Выше мы вскользь упомянули об аналогичной эволюции в такой, по-видимому, далекой области, как нидерландский пейзаж. Теперь уместно вернуться к этой аналогии, ибо нас интересуют не отдельные факты из истории архитектуры, но живая картина принципиального и существенного. В самом деле, то же понятие целостного и собранного в отдельных пунктах действия отличает голландский пейзаж XVII века от расчленения на одинаково ценные части, свойственного живописи XVI века.
Естественно, что примеры можно черпать не только из области монументальной архитектуры, но также из мира мебели и утвари. Конечно, и практические соображения повлияли на превращение двухъярусного шкафа ренессанса в одноярусный шкаф барокко: однако это превращение было в духе изменившихся вкусов и совершилось бы при любых обстоятельствах.
Всякое следование горизонтальных рядов барокко пытается объединить общим мотивом. Украшая однообразные ряды стульев хора, он охотно охватывает их высокой аркой, и случается даже, что подпоры церковного нефа без всякого практического основания сосредоточиваются им посередине ряда (см. скамьи хора в мюнхенской церкви Св. Петра).
Во всех таких случаях явление не исчерпывается, конечно, объединяющим главным мотивом, целостное впечатление всегда обусловлено также особой трактовкой деталей, затрудняющей их обособление. Только что упомянутые скамьи хора получают целостную форму не только благодаря увенчивающей их арке, но и потому, что отдельные поля стены построены так, что не могут не опираться друг на друга. Они лишены всякой внутренней опоры.
Так же точно дело обстоит и с формой шкафа. Рококо охватывает обе его дверцы одним выпяченным вверх карнизом. Если при таких условиях верхний край дверец следует линии этого карниза, т. е. возвышается посередине, то естественно, что обе дверцы могут быть восприняты только вместе. Сама по себе каждая из них лишена всякой самостоятельности. В таком же смысле ножки стола рококо не производят впечатления самостоятельной формы: они вплавлены в целое.

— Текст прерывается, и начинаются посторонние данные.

// src/forward.rs
//
// One fetch-extract-deliver cycle, seamed from IMAP and Telegram through
// the MailStore/Dispatch traits.

use chrono::{DateTime, Utc};
use eyre::Result;
use log::{debug, error, info, warn};

use crate::cfg::config::Config;
use crate::client_ops::{Clock, Dispatch, MailStore, RealClock};
use crate::extract::LinkMatcher;
use crate::mail::ImapMailStore;
use crate::telegram::TelegramClient;

/// Result of one forward pass.
#[derive(Debug, Clone, PartialEq)]
pub enum Outcome {
    /// Links delivered to the recipient.
    Sent(Vec<String>),
    /// Dry run: links extracted, nothing delivered or marked.
    DryRun(Vec<String>),
    /// Nothing to forward; an expected outcome, not an error.
    NotFound(String),
}

/// Result of an on-demand lookup (the bot's /link).
#[derive(Debug, Clone, PartialEq)]
pub enum Lookup {
    Link(String),
    NotFound(String),
}

/// INTERNALDATE-style date for IMAP ON searches, e.g. "07-Aug-2026".
fn imap_date(now: DateTime<Utc>) -> String {
    now.format("%d-%b-%Y").to_string()
}

fn preview(s: &str) -> String {
    s.chars().take(60).collect()
}

/// Search today's unread sign-in emails and forward each extracted link.
/// Messages are marked \Seen only after a successful send, and only when
/// `mark-read` is enabled.
pub fn forward_cycle<M, D, C>(
    mail: &mut M,
    dispatch: &D,
    config: &Config,
    clock: &C,
    dry_run: bool,
) -> Result<Outcome>
where
    M: MailStore,
    D: Dispatch,
    C: Clock,
{
    let chat_id = config.require_telegram_chat_id()?;
    let matcher = LinkMatcher::new(config.link_pattern())?;
    let sender_globs = config.sender_globs()?;
    let required_words = config.subject_must_contain();

    mail.select(config.imap_folder(), dry_run)?;

    let today = imap_date(clock.now());
    let query = format!("UNSEEN SUBJECT \"{}\" ON {}", config.subject_filter(), today);
    let uids = mail.search(&query)?;
    info!(
        "Found {} unread candidate(s) from today ({})",
        uids.len(),
        today
    );

    if uids.is_empty() {
        return Ok(Outcome::NotFound(format!(
            "No unread '{}' email from today.",
            config.subject_filter()
        )));
    }

    let mut links = Vec::new();
    for uid in uids {
        let msg = match mail.fetch(uid) {
            Ok(Some(msg)) => msg,
            Ok(None) => {
                warn!("Fetch returned nothing for uid {}", uid);
                continue;
            }
            Err(e) => {
                error!("Fetch uid {} failed: {}", uid, e);
                continue;
            }
        };

        if !msg.subject_contains_all(&required_words) {
            debug!("uid {} subject '{}' lacks required words", uid, msg.subject);
            continue;
        }
        if !msg.sender_matches(sender_globs.as_ref()) {
            debug!(
                "uid {} sender '{}' not in allowed senders",
                uid,
                msg.sender_display()
            );
            continue;
        }

        let link = match matcher.extract(&msg) {
            Some(link) => link,
            None => {
                warn!("No sign-in link found in uid {}", uid);
                continue;
            }
        };
        info!("Extracted link from uid {}: {}...", uid, preview(&link));

        if dry_run {
            println!("(dry-run) Would send: {}", link);
            links.push(link);
            continue;
        }

        dispatch.send(chat_id, &link)?;
        info!("Sent to recipient.");
        if config.mark_read() {
            mail.mark_seen(uid)?;
        }
        links.push(link);
    }

    if links.is_empty() {
        Ok(Outcome::NotFound(
            "No sign-in link in today's unread email.".to_string(),
        ))
    } else if dry_run {
        Ok(Outcome::DryRun(links))
    } else {
        Ok(Outcome::Sent(links))
    }
}

/// Most recent matching email from today, unread or not, without mutating
/// any flags. Used by the bot's /link command.
pub fn latest_link<M, C>(mail: &mut M, config: &Config, clock: &C) -> Result<Lookup>
where
    M: MailStore,
    C: Clock,
{
    let matcher = LinkMatcher::new(config.link_pattern())?;
    let sender_globs = config.sender_globs()?;
    let required_words = config.subject_must_contain();

    mail.select(config.imap_folder(), true)?;

    let today = imap_date(clock.now());
    let query = format!("SUBJECT \"{}\" ON {}", config.subject_filter(), today);
    let uids = mail.search(&query)?;

    let not_found = || {
        Lookup::NotFound(format!(
            "No '{}' email from today.",
            config.subject_filter()
        ))
    };

    // uids come back ascending; the most recent wins
    let uid = match uids.last() {
        Some(&uid) => uid,
        None => return Ok(not_found()),
    };

    let msg = match mail.fetch(uid)? {
        Some(msg) => msg,
        None => return Ok(Lookup::NotFound("Fetch failed.".to_string())),
    };

    if !msg.subject_contains_all(&required_words) || !msg.sender_matches(sender_globs.as_ref()) {
        return Ok(not_found());
    }

    match matcher.extract(&msg) {
        Some(link) => Ok(Lookup::Link(link)),
        None => Ok(Lookup::NotFound(
            "No sign-in link in today's email.".to_string(),
        )),
    }
}

/// Single forward pass against the real IMAP server and Telegram API.
pub fn forward_once(config: &Config, dry_run: bool) -> Result<()> {
    config.require_telegram_chat_id()?;
    let telegram = TelegramClient::from_config(config)?;

    let mut mail = ImapMailStore::connect(config)?;
    let outcome = forward_cycle(&mut mail, &telegram, config, &RealClock, dry_run);
    if let Err(e) = mail.logout() {
        warn!("IMAP logout failed: {}", e);
    }

    match outcome? {
        Outcome::Sent(links) => info!("Forwarded {} link(s).", links.len()),
        Outcome::DryRun(links) => info!("(dry-run) {} link(s) extracted.", links.len()),
        Outcome::NotFound(reason) => info!("{}", reason),
    }
    Ok(())
}

/// On-demand lookup against the real IMAP server.
pub fn lookup_latest(config: &Config) -> Result<Lookup> {
    let mut mail = ImapMailStore::connect(config)?;
    let result = latest_link(&mut mail, config, &RealClock);
    if let Err(e) = mail.logout() {
        warn!("IMAP logout failed: {}", e);
    }
    result
}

Атектонические требования принципиально родственны требованиям абсолютного единства. Предельным достижением являются те внутренние помещения рококо главным образом внутренние помещения церквей, – где вся обстановка до такой степени растворена в целом, что отдельные предметы мы не в состоянии изолировать даже мысленно. Искусством севера созданы в этом духе несравненные шедевры.
На каждом шагу мы сталкиваемся с совершенно различной национальной фантазией: итальянцы разрабатывали детали с большей свободой, чем северные народы, и никогда не жертвовали их самостоятельностью в такой степени, как последние. Но свободные части не есть нечто изначальное: они должны быть созданы, т. е. почувствованы. Итак, повторяем: специфическая красота итальянского ренессанса обусловлена своеобразной трактовкой деталей – будь то колонны, участки стены или куски пространства, – сообщением им законченности, внутреннего равновесия. Германская фантазия никогда не предоставляла деталям такой самостоятельности. Понятие расчлененной красоты есть по преимуществу романское понятие.
Мы как будто впадаем в противоречие с общепринятым взглядом, согласно которому как раз северной архитектуре свойственна очень резкая индивидуализация отдельных мотивов, так что башня, например, или выступ не связаны со всем зданием, но своевольно утверждаются наперекор общему плану. Однако эта индивидуализация не имеет ничего общего со свободой частей в закономерно построенном целом.
Равным образом подчеркивание своеволия не вполне точно выражает сущность явления: характерно, что эти своевольные побеги все же прочно укоренены в ядре постройки. Их невозможно удалить так, чтобы не полилась кровь. Итальянскому сознанию недоступно такое понятие единства, согласно которому совершенно разнородные части оказались бы носителями одной общей воли к жизни. «Дикая» манера первого немецкого ренессанса, которую мы можем наблюдать, например, в ратушах Альтенбурга, Швейнфурта и Ротенбурга, с течением времени стала более спокойной, однако и в уравновешенной монументальности ратуш Аугсбурга или Нюрнберга таится единство формирующей силы, совершенно отличное от итальянской манеры. Впечатление обусловлено мощным потоком форм, а не расчленением и не распределением. Во всей немецкой архитектуре самое существенное – ритм движения, а не «прекрасная пропорциональность».
Хотя это характерно для всего барокко, все же север значительно больше, чем Италия, пожертвовал деталями ради цельности общего впечатления. Отсюда удивительные эффекты архитектуры внутрених помещений. С полным правом можно утверждать, что в немецком церковном и дворцовом зодчестве XVIII века стиль достиг своих предельных возможностей.